Researchers speculate that the optimists among us may thrive because believing in a happy future gives people the motivation to take steps to safeguard their health, such as taking the medication their doctor prescribes, eating a healthy diet and exercising regularly.

If you’re, by nature, a glass-half-empty rather than a glass-half-full type of person, don’t despair. There are simple ways you can cultivate optimism.

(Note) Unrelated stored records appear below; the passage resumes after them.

//! Queue scheduler.
//!
//! Runs on a fixed tick. Each tick first checks the mode watchdog, then
//! dispatches the most urgent backlog entry if no dialog is open, the mode
//! is idle and the last transition is older than `delay_ms`. The mode is
//! set to the entry's target and the entry removed before the handler
//! runs; a handler that fails leaves the entry dropped.

use std::sync::atomic::{AtomicBool, Ordering};
use std::sync::Arc;

use ahflip_core::{
    after_tax, BacklogEntry, BuyRequest, Clock, Finder, ListRequest, OperationMode, QueuedAction,
};
use ahflip_session::DynSession;
use ahflip_telemetry::Metrics;
use tracing::{debug, info, warn, Instrument};

use crate::backlog::ActionBacklog;
use crate::collaborators::Collaborators;
use crate::config::EngineConfig;
use crate::racer::DeadlineRacer;
use crate::register::{ActiveFlip, ModeRegister};

/// Result of one scheduler tick.
#[derive(Debug, Clone, Copy, PartialEq, Eq)]
pub enum TickOutcome {
    /// Nothing queued.
    Empty,
    /// Something queued, resource not free.
    Busy,
    /// An entry was dispatched with this target mode.
    Dispatched(OperationMode),
    /// An entry was removed without running: refused by policy or its
    /// handler failed immediately.
    Dropped,
    /// Terminate ran. No further ticks do anything.
    Terminated,
}

pub struct QueueScheduler {
    identity: String,
    config: EngineConfig,
    session: DynSession,
    register: Arc<ModeRegister>,
    backlog: Arc<ActionBacklog>,
    racer: Arc<DeadlineRacer>,
    collaborators: Collaborators,
    clock: Arc<dyn Clock>,
    terminated: AtomicBool,
}

impl QueueScheduler {
    #[allow(clippy::too_many_arguments)]
    pub fn new(
        identity: impl Into<String>,
        config: EngineConfig,
        session: DynSession,
        register: Arc<ModeRegister>,
        backlog: Arc<ActionBacklog>,
        racer: Arc<DeadlineRacer>,
        collaborators: Collaborators,
        clock: Arc<dyn Clock>,
    ) -> Self {
        Self {
            identity: identity.into(),
            config,
            session,
            register,
            backlog,
            racer,
            collaborators,
            clock,
            terminated: AtomicBool::new(false),
        }
    }

    pub fn is_terminated(&self) -> bool {
        self.terminated.load(Ordering::SeqCst)
    }

    pub async fn tick(&self) -> TickOutcome {
        if self.is_terminated() {
            return TickOutcome::Terminated;
        }
        self.watchdog().await;

        let Some(entry) = self.backlog.peek_highest() else {
            return TickOutcome::Empty;
        };
        if self.session.current_dialog().is_some()
            || !self.register.get().is_idle()
            || !self.register.is_stale(self.config.timing.delay_ms)
        {
            return TickOutcome::Busy;
        }

        if !self.passes_policy(&entry) {
            self.backlog.remove_highest();
            info!(action = %entry.action, "Didn't pass relist check");
            return TickOutcome::Dropped;
        }

        let mode = entry.target;
        match &entry.action {
            QueuedAction::Buy(buy) => self
                .register
                .set_with_flip(mode, Some(active_flip(buy))),
            _ => self.register.set(mode),
        }
        self.backlog.remove_highest();
        Metrics::dispatched(mode.as_str());
        debug!(action = %entry.action, %mode, "Running queued action");

        self.dispatch(entry.action).await
    }

    fn passes_policy(&self, entry: &BacklogEntry) -> bool {
        match &entry.action {
            QueuedAction::List(request) => self.collaborators.relist.should_relist(request),
            QueuedAction::ListUntagged { .. } => self.collaborators.relist.allows_external_list(),
            _ => true,
        }
    }

    async fn dispatch(&self, action: QueuedAction) -> TickOutcome {
        let mode = action.target_mode();
        match action {
            QueuedAction::Buy(buy) => {
                // Queued buys are never raced; the spam fallback may run.
                self.racer.set_bed_failed(true);
                if let Err(e) = self.session.send_chat(buy.auction_id.view_command()).await {
                    warn!(auction_id = %buy.auction_id, error = %e, "Queued buy not sent");
                    self.register.release_flip(&buy.auction_id);
                    return TickOutcome::Dropped;
                }
                info!(item = %buy.item_name, profit = buy.profit, "Opening queued flip");
            }
            QueuedAction::Claim { command } => {
                if let Err(e) = self.session.send_chat(command).await {
                    warn!(error = %e, "Claim command not sent");
                    self.register.release_if(mode);
                    return TickOutcome::Dropped;
                }
            }
            QueuedAction::List(request) => self.spawn_listing(request, mode),
            QueuedAction::ListUntagged { auction_id, price } => {
                let tracked = self.collaborators.tracker.purchase_of(&auction_id);
                let (item_name, price_paid, finder) = match tracked {
                    Some(t) => (t.item_name, t.price_paid, t.finder),
                    None => (auction_id.to_string(), 0, Finder::External),
                };
                let profit = after_tax(price) as i64 - price_paid as i64;
                self.spawn_listing(
                    ListRequest {
                        auction_id,
                        item_name,
                        price,
                        profit,
                        finder,
                    },
                    mode,
                );
            }
            QueuedAction::Delist {
                auction_id,
                item_uuid,
            } => {
                let item_name = self
                    .collaborators
                    .tracker
                    .purchase_of(&auction_id)
                    .map(|t| t.item_name)
                    .unwrap_or_else(|| auction_id.to_string());
                let relist = self.collaborators.relist.clone();
                let register = self.register.clone();
                tokio::spawn(
                    async move {
                        // The view dialog it opens is released by the state machine.
                        if let Err(e) = relist.delist(auction_id, item_uuid, item_name).await {
                            warn!(error = %e, "Delist failed");
                            register.release_if(OperationMode::Delisting);
                        }
                    }
                    .in_current_span(),
                );
            }
            QueuedAction::Terminate => {
                self.terminate().await;
                return TickOutcome::Terminated;
            }
        }
        TickOutcome::Dispatched(mode)
    }

    fn spawn_listing(&self, request: ListRequest, mode: OperationMode) {
        let relist = self.collaborators.relist.clone();
        let register = self.register.clone();
        tokio::spawn(
            async move {
                let auction_id = request.auction_id.clone();
                if let Err(e) = relist.list(request).await {
                    warn!(%auction_id, error = %e, "Listing failed");
                }
                register.release_if(mode);
            }
            .in_current_span(),
        );
    }

    /// Final cleanup of this identity.
    async fn terminate(&self) {
        if let Err(e) = self.session.disconnect().await {
            debug!(error = %e, "Disconnect not delivered");
        }
        self.collaborators.feed.close();
        self.collaborators.registry.deregister(&self.identity);
        self.register.set(OperationMode::Terminating);
        self.terminated.store(true, Ordering::SeqCst);
        info!(identity = %self.identity, "Identity terminated");
    }

    /// Force-release a mode held past `mode_timeout_ms`. A racing deadline
    /// extends the allowance. Setup modes are owned by outside callers and
    /// left alone.
    async fn watchdog(&self) {
        let mode = self.register.get();
        if mode.is_idle() || mode.is_terminal() || mode.is_transient_setup() {
            return;
        }
        let since = self.register.get_time();
        let anchor = self
            .register
            .active_flip()
            .and_then(|f| f.deadline_ms)
            .map_or(since, |deadline| deadline.max(since));
        let now = self.clock.now_ms();
        if now <= anchor + self.config.timing.mode_timeout_ms {
            return;
        }

        if let Err(e) = self.session.close_dialog().await {
            debug!(error = %e, "Close not sent");
        }
        if self.register.release_if(mode) {
            warn!(%mode, held_ms = now - since, "Mode held too long; released");
            Metrics::mode_timeout();
        }
    }
}

fn active_flip(buy: &BuyRequest) -> ActiveFlip {
    ActiveFlip {
        id: buy.auction_id.clone(),
        finder: buy.finder.clone(),
        profit: buy.profit,
        item_name: buy.item_name.clone(),
        deadline_ms: buy.purchase_at_ms,
    }
}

Practice gratitude. Take a few minutes at the beginning or the end of every day to note some things for which you’re grateful. To keep the practice from becoming rote, try to observe new things. You might, for example, be grateful for the green branches on the tree that you glimpse through your window as the seasons change, the joke you shared with your sister, the deep stretches you can enjoy now that your back pain has eased. One study found that people who practice gratitude by noticing and appreciating the positives in the world reported better physical health, psychological health and healthy activities. The link was especially strong for older adults.

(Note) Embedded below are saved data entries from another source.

//! Structured logging initialization.

use crate::error::{TelemetryError, TelemetryResult};
use tracing_subscriber::{fmt, layer::SubscriberExt, util::SubscriberInitExt, EnvFilter};

const DEFAULT_FILTER: &str = "info,ahflip=debug";

/// Initialize logging with the default filter.
///
/// `RUST_LOG` overrides the filter. `RUST_ENV=production` switches to JSON
/// lines; otherwise output is human readable.
pub fn init_logging() -> TelemetryResult<()> {
    init_logging_with(DEFAULT_FILTER)
}

/// Initialize logging with `default_filter` used when `RUST_LOG` is unset.
pub fn init_logging_with(default_filter: &str) -> TelemetryResult<()> {
    let env_filter = EnvFilter::try_from_default_env()
        .or_else(|_| EnvFilter::try_new(default_filter))
        .map_err(|e| TelemetryError::LoggingInit(e.to_string()))?;

    let is_production = std::env::var("RUST_ENV")
        .map(|v| v == "production")
        .unwrap_or(false);

    let result = if is_production {
        tracing_subscriber::registry()
            .with(env_filter)
            .with(fmt::layer().json().with_current_span(true))
            .try_init()
    } else {
        tracing_subscriber::registry()
            .with(env_filter)
            .with(fmt::layer().with_target(true))
            .try_init()
    };

    result.map_err(|e| TelemetryError::LoggingInit(e.to_string()))
}

//! ahflip - Entry Point
//!
//! Runs one flip engine per configured identity until every engine has
//! terminated.

use anyhow::Result;
use clap::Parser;
use tracing::info;

/// Multi-identity auction flip bot
#[derive(Parser, Debug)]
#[command(version, about, long_about = None)]
struct Args {
    /// Configuration file path (can also be set via AHFLIP_CONFIG env var)
    #[arg(short, long)]
    config: Option<String>,
}

#[tokio::main]
async fn main() -> Result<()> {
    // TLS provider must be installed before any socket is dialed
    ahflip_ws::init_crypto();

    let args = Args::parse();

    ahflip_telemetry::init_logging()?;

    info!("Starting ahflip v{}", env!("CARGO_PKG_VERSION"));

    // CLI arg > AHFLIP_CONFIG env var > default
    let config_path = args
        .config
        .or_else(|| std::env::var("AHFLIP_CONFIG").ok())
        .unwrap_or_else(|| "config/default.toml".to_string());

    info!(config_path = %config_path, "Loading configuration");

    let config = ahflip_bot::AppConfig::from_file(&config_path)?;
    info!(identities = ?config.identities, "Configuration loaded");

    let app = ahflip_bot::Application::new(config)?;
    app.run().await?;

    Ok(())
}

Increase your ratio of positive to negative emotions. Seek out simple, happy experiences, suggests Christine Carter, Ph.D., in her book The Sweet Spot: How to Find Your Groove at Home and Work. And, “yes,” she says, “watching silly cat videos counts!”

Ditch distorted thinking. This kind of faulty thinking can take several forms, says psychologist Elizabeth Lombardo, Ph.D., author of Better Than Perfect: 7 Strategies to Crush Your Inner Critic and Create a Life You Love. In overgeneralizing, your thoughts run along the lines of “everyone lets me down” or “things never work for me.” In negative filtering, you focus only on the minuses, never acknowledging the positives of a situation, interpreting events in the most extreme form, like “I ruined everything.”

Once you become aware that your thought patterns are neither accurate nor helpful, you can start replacing them with more constructive thoughts. To help you do that, Lombardo suggests asking yourself what she calls “reframing questions,” such as, “How might someone I admire view this situation?” or “If I was feeling more relaxed, how might I view this?”

Strive for a balance of optimism and realism. The cost of pessimism may be high, notes Alice Boyes, Ph.D., in her book The Healthy Mind Toolkit: Simple Strategies to Get Out of Your Own Way and Enjoy Your Life. You close yourself off from potential enjoyment because you think every outing will be a disappointment. You don’t ask for help when you need it, because you assume other people won’t want to help you or they won’t be useful. On the other hand, reckless optimism can be risky, too. You may be too trusting of others, fail to take realistic steps to protect your physical or financial health because you assume everything will work out for the best. Boyes suggests a style of thinking known as “defensive pessimism.” This means hoping for the best, but planning for problems, for example, keeping an umbrella in the car and some extra funds in the bank for those rainy days.